__WORK TO BE COMPLETED__:
From the records below, transcribe only the lines running from the one with "echo without session" through the one with "Self::new()". Keep both of those end lines.

__EXCERPTED DATA__:
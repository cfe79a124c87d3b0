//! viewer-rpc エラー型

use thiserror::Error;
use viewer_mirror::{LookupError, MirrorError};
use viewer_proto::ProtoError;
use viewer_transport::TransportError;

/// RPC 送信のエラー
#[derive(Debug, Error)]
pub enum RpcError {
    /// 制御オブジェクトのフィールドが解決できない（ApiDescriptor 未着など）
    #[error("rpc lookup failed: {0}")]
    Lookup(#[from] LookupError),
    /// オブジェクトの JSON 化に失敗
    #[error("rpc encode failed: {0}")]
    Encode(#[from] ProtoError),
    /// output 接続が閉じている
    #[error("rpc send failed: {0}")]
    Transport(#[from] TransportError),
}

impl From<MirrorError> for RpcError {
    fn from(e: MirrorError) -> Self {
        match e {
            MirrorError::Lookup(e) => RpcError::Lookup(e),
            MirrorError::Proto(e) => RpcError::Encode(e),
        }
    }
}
---
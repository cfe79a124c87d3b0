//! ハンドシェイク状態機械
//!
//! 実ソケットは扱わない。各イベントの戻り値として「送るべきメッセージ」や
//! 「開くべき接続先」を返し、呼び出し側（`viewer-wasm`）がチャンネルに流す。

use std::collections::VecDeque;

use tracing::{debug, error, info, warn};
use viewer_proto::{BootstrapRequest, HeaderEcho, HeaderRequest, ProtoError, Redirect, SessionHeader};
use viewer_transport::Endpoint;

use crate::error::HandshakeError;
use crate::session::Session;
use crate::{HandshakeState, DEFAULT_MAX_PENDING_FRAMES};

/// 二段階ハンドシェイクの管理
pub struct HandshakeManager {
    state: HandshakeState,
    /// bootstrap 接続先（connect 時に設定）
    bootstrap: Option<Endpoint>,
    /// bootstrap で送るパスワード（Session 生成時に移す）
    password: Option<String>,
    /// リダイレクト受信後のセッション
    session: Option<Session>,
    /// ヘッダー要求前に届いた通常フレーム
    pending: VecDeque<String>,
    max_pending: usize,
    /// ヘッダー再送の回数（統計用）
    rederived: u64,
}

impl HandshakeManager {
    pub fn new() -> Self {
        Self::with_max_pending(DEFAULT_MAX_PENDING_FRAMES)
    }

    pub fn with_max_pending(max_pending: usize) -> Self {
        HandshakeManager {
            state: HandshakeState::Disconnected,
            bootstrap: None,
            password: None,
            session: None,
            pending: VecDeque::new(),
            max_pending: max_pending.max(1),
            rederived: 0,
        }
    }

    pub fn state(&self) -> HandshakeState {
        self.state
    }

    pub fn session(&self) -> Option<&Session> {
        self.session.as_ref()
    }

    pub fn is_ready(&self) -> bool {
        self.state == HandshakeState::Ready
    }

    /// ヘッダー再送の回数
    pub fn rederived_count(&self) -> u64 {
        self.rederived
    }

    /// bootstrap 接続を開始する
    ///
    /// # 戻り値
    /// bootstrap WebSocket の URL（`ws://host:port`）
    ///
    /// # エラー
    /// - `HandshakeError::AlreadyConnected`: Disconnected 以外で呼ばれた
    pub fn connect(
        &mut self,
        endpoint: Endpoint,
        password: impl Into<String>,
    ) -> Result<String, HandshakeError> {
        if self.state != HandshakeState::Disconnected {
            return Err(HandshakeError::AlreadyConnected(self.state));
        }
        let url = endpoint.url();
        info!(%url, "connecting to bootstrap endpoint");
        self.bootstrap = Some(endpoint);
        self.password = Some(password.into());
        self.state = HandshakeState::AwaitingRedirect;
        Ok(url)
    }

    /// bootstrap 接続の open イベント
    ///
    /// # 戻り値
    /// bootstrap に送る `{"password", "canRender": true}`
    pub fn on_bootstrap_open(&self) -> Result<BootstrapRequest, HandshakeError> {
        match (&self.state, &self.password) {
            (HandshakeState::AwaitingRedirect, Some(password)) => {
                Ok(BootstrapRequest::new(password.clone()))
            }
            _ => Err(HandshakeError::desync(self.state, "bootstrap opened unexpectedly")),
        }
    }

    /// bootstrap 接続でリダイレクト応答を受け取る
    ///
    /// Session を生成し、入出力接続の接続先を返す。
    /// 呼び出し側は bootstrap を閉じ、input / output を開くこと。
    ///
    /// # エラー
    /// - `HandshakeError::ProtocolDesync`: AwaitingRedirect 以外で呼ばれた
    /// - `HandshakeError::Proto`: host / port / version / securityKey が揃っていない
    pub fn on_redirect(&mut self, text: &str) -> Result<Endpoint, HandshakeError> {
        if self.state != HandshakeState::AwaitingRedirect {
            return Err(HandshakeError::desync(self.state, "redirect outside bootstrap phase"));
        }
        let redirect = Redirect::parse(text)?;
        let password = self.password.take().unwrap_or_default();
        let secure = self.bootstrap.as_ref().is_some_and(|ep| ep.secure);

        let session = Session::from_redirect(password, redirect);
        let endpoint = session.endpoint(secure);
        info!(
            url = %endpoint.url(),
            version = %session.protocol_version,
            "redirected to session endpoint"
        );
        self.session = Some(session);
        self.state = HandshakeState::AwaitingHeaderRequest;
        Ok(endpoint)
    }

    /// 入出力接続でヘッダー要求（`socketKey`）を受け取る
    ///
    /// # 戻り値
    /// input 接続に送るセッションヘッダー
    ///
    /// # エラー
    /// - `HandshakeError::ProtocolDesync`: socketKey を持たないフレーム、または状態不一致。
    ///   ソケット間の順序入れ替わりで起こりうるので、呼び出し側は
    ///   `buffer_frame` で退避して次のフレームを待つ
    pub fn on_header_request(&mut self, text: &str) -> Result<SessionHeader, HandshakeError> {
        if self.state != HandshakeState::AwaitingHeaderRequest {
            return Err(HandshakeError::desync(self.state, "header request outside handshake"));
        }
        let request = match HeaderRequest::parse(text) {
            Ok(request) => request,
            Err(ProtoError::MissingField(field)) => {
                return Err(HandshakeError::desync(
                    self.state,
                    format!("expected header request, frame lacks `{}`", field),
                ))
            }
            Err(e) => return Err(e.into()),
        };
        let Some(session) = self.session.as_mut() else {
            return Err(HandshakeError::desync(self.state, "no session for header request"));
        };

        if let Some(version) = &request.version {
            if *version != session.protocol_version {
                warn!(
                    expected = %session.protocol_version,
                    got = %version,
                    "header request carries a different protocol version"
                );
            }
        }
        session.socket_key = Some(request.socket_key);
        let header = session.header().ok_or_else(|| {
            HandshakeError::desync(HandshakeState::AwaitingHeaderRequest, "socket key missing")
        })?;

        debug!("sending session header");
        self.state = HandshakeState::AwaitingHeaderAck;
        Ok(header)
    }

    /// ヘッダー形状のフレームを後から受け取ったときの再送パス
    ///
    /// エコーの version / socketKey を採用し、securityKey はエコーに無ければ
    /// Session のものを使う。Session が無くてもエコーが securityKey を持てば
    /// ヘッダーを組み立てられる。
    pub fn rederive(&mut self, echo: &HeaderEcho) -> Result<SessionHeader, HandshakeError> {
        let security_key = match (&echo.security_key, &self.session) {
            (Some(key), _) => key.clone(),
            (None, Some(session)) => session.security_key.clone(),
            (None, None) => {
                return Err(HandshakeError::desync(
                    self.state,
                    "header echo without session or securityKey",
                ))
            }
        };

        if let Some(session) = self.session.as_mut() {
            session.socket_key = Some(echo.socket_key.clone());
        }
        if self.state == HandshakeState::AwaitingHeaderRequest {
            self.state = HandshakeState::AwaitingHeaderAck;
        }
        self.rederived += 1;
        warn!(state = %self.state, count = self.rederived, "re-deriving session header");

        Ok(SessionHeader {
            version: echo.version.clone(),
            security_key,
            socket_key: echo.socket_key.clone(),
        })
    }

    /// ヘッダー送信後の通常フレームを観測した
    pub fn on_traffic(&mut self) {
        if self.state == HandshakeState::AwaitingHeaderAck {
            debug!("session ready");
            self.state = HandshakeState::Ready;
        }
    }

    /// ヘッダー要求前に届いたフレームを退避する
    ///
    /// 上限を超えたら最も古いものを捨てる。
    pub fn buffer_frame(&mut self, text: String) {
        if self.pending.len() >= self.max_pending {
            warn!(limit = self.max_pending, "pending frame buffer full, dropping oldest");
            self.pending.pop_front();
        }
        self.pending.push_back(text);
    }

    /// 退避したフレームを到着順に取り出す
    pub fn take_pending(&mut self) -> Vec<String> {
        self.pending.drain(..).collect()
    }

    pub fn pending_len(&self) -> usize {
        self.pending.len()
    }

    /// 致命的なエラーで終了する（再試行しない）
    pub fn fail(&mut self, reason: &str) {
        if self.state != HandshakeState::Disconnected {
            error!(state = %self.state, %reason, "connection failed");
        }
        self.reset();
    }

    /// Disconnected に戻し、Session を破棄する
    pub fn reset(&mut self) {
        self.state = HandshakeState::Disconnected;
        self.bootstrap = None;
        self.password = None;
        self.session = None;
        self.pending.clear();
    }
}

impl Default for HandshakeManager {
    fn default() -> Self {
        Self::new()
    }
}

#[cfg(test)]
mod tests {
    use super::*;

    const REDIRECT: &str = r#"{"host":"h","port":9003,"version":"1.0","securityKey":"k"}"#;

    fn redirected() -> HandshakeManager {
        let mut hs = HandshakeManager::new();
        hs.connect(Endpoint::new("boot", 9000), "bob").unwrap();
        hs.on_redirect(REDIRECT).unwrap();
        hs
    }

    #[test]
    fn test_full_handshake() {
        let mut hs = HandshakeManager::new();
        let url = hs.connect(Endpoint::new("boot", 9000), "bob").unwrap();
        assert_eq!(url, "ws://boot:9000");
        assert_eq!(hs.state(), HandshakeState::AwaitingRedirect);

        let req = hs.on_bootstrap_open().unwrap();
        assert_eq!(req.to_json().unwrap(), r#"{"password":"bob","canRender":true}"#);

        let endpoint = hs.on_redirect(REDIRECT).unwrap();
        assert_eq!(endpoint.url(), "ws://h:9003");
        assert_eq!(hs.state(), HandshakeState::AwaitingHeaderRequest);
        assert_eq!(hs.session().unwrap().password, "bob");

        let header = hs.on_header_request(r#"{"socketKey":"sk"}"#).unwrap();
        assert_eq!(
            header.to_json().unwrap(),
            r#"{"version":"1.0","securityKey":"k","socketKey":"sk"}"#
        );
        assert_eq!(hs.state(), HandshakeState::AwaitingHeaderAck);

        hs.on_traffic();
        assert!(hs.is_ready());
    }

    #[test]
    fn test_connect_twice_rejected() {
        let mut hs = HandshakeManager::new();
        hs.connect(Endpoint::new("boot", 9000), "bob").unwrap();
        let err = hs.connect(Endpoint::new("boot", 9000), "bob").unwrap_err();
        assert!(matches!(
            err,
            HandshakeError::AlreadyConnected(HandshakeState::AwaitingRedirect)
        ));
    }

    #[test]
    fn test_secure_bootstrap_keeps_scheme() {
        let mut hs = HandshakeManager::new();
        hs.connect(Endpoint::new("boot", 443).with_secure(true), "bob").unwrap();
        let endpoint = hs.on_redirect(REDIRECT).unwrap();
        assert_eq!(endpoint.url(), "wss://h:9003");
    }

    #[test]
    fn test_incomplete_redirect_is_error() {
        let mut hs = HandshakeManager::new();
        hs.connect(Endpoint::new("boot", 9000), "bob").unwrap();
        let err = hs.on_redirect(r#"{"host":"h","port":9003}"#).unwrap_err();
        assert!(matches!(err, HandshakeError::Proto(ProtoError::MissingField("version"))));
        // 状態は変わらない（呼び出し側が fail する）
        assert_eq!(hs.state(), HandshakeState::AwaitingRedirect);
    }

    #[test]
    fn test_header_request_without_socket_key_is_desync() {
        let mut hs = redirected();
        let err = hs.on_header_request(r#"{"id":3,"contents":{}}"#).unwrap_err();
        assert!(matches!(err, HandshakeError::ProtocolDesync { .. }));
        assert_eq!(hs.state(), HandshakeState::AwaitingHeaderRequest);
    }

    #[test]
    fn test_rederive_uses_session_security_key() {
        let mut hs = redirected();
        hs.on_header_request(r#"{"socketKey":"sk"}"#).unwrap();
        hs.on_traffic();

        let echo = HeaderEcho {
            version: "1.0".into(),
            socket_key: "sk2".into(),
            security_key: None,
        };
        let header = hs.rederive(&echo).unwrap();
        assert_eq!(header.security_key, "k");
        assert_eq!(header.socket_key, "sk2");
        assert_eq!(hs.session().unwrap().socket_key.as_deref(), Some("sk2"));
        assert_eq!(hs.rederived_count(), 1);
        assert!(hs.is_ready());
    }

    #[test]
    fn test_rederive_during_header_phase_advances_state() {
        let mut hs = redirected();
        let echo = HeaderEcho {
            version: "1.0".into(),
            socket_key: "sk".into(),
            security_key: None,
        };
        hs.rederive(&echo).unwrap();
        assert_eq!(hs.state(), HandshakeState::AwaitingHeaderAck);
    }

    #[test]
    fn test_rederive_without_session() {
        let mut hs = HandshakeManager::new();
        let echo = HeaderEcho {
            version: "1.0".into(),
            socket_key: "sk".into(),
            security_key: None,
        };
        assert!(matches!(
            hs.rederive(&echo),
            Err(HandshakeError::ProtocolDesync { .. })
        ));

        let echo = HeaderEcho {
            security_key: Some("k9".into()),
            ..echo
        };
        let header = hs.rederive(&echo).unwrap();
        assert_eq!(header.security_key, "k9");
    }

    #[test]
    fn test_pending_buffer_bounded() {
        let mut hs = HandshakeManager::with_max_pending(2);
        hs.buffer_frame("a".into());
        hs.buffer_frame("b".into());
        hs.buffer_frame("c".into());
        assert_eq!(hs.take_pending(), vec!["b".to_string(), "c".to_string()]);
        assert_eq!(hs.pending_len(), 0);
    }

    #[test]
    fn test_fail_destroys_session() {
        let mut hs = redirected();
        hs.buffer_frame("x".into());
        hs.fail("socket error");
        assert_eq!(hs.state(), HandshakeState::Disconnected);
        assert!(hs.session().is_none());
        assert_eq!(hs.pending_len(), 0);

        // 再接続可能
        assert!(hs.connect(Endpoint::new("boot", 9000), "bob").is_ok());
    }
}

__WRITTEN ANSWER__:
                    "header echo without session or securityKey",
                ))
            }
        };

        if let Some(session) = self.session.as_mut() {
            session.socket_key = Some(echo.socket_key.clone());
        }
        if self.state == HandshakeState::AwaitingHeaderRequest {
            self.state = HandshakeState::AwaitingHeaderAck;
        }
        self.rederived += 1;
        warn!(state = %self.state, count = self.rederived, "re-deriving session header");

        Ok(SessionHeader {
            version: echo.version.clone(),
            security_key,
            socket_key: echo.socket_key.clone(),
        })
    }

    /// ヘッダー送信後の通常フレームを観測した
    pub fn on_traffic(&mut self) {
        if self.state == HandshakeState::AwaitingHeaderAck {
            debug!("session ready");
            self.state = HandshakeState::Ready;
        }
    }

    /// ヘッダー要求前に届いたフレームを退避する
    ///
    /// 上限を超えたら最も古いものを捨てる。
    pub fn buffer_frame(&mut self, text: String) {
        if self.pending.len() >= self.max_pending {
            warn!(limit = self.max_pending, "pending frame buffer full, dropping oldest");
            self.pending.pop_front();
        }
        self.pending.push_back(text);
    }

    /// 退避したフレームを到着順に取り出す
    pub fn take_pending(&mut self) -> Vec<String> {
        self.pending.drain(..).collect()
    }

    pub fn pending_len(&self) -> usize {
        self.pending.len()
    }

    /// 致命的なエラーで終了する（再試行しない）
    pub fn fail(&mut self, reason: &str) {
        if self.state != HandshakeState::Disconnected {
            error!(state = %self.state, %reason, "connection failed");
        }
        self.reset();
    }

    /// Disconnected に戻し、Session を破棄する
    pub fn reset(&mut self) {
        self.state = HandshakeState::Disconnected;
        self.bootstrap = None;
        self.password = None;
        self.session = None;
        self.pending.clear();
    }
}

impl Default for HandshakeManager {
    fn default() -> Self {
        Self::new()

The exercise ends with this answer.